Task goal: The lines to copy from the data below are those that hold the string "open".

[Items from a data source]
______

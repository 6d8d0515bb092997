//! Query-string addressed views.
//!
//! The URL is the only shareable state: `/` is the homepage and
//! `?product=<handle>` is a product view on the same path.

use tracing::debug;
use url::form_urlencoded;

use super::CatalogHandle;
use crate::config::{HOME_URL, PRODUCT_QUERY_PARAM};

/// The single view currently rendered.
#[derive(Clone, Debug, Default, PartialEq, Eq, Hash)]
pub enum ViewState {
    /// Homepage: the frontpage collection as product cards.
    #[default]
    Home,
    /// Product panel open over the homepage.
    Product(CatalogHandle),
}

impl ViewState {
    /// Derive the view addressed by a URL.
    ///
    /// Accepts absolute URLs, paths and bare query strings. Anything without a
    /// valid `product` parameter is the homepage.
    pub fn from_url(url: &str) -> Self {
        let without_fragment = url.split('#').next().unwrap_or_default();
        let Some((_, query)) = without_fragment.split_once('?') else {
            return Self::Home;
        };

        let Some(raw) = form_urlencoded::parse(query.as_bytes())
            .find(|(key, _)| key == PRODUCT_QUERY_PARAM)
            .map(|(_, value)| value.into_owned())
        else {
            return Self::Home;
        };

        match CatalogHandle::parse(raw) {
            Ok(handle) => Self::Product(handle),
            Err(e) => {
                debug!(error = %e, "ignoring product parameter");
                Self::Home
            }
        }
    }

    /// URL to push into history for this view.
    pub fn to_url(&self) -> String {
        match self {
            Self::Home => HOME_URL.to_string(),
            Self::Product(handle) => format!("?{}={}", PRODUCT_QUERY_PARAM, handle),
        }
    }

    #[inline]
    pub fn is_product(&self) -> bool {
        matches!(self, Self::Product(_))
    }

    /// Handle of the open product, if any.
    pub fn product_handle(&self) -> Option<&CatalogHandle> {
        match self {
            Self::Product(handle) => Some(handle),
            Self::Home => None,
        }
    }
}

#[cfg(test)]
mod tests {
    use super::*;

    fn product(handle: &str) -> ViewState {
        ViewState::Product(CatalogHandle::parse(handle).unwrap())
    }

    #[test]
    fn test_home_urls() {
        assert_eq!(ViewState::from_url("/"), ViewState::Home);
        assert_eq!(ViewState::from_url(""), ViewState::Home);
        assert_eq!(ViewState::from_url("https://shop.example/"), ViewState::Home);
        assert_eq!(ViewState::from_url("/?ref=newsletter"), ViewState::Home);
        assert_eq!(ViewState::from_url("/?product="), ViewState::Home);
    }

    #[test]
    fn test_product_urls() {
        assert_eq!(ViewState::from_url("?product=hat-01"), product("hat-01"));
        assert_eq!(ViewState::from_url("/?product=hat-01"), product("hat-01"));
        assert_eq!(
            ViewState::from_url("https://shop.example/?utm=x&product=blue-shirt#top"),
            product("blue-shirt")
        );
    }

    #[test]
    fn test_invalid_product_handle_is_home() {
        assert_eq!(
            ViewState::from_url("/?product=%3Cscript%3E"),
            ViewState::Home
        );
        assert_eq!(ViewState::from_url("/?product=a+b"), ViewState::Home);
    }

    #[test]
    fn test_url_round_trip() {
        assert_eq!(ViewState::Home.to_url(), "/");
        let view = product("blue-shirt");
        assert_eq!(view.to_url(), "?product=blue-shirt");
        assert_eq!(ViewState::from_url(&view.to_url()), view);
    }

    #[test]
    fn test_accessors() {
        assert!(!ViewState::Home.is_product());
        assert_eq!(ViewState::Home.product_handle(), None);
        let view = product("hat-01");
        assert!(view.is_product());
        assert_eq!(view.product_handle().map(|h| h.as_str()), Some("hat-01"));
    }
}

______

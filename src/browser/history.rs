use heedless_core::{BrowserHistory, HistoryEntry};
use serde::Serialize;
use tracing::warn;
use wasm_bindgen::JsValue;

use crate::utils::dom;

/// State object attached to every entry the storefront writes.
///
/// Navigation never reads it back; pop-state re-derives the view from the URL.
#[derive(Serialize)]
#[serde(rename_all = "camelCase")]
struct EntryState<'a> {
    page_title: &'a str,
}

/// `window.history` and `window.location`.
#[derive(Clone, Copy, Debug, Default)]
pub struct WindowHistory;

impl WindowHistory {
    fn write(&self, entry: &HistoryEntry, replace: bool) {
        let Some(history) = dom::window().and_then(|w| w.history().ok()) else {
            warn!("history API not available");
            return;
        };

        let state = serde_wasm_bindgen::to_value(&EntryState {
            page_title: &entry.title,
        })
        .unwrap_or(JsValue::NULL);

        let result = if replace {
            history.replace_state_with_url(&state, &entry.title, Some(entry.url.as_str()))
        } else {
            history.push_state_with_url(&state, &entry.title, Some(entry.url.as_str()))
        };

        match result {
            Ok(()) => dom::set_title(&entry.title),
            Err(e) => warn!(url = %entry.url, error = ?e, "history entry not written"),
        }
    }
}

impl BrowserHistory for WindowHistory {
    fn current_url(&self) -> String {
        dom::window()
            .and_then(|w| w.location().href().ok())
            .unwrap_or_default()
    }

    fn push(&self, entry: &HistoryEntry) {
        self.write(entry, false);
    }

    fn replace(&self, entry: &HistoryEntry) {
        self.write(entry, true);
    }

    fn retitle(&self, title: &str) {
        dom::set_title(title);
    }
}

______

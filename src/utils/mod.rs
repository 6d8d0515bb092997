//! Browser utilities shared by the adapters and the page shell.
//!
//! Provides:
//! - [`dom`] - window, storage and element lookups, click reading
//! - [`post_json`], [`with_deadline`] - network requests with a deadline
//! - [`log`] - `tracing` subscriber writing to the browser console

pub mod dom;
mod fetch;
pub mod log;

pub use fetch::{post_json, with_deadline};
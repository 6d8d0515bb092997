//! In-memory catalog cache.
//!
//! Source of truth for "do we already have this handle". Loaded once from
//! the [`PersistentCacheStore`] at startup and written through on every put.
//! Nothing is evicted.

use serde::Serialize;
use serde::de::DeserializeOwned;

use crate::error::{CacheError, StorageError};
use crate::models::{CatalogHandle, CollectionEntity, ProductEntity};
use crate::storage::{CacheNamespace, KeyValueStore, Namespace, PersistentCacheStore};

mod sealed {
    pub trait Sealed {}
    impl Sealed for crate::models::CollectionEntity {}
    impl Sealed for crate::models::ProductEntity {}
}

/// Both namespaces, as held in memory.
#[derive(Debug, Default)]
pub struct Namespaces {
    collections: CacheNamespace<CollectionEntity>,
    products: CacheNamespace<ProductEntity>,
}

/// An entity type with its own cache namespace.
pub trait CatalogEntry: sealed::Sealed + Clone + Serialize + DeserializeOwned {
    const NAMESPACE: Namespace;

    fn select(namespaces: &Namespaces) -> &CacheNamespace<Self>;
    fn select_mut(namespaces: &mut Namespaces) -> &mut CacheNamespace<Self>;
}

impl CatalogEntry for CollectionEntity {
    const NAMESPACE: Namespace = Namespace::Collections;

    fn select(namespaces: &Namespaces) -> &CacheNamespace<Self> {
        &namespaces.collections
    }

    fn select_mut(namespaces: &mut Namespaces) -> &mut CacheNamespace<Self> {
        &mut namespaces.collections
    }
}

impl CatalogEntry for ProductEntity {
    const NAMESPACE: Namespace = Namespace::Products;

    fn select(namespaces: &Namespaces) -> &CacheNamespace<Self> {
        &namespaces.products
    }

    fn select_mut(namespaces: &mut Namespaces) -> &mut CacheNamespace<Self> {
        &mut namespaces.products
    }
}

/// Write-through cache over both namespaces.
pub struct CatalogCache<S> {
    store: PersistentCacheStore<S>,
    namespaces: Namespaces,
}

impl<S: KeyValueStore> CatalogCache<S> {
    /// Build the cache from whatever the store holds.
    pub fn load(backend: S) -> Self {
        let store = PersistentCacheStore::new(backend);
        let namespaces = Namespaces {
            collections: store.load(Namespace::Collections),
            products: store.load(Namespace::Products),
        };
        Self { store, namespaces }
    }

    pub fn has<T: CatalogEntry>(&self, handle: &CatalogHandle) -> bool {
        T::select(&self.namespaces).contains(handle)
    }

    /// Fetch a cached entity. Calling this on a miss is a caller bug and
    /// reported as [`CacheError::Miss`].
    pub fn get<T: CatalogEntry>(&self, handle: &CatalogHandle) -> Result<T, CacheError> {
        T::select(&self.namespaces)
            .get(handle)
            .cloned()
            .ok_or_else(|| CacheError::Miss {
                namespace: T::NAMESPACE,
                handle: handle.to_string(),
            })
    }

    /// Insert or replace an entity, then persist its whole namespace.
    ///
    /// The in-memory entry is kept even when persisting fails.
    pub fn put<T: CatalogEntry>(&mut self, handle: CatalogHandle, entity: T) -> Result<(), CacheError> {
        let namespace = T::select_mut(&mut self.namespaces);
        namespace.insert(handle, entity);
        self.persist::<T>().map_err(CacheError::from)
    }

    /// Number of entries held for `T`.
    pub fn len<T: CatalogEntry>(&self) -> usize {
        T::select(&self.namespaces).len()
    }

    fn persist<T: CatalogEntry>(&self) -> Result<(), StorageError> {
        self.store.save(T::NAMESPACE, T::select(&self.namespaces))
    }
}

______

Answer to the exercise:
    /// Product panel open over the homepage.
    /// Handle of the open product, if any.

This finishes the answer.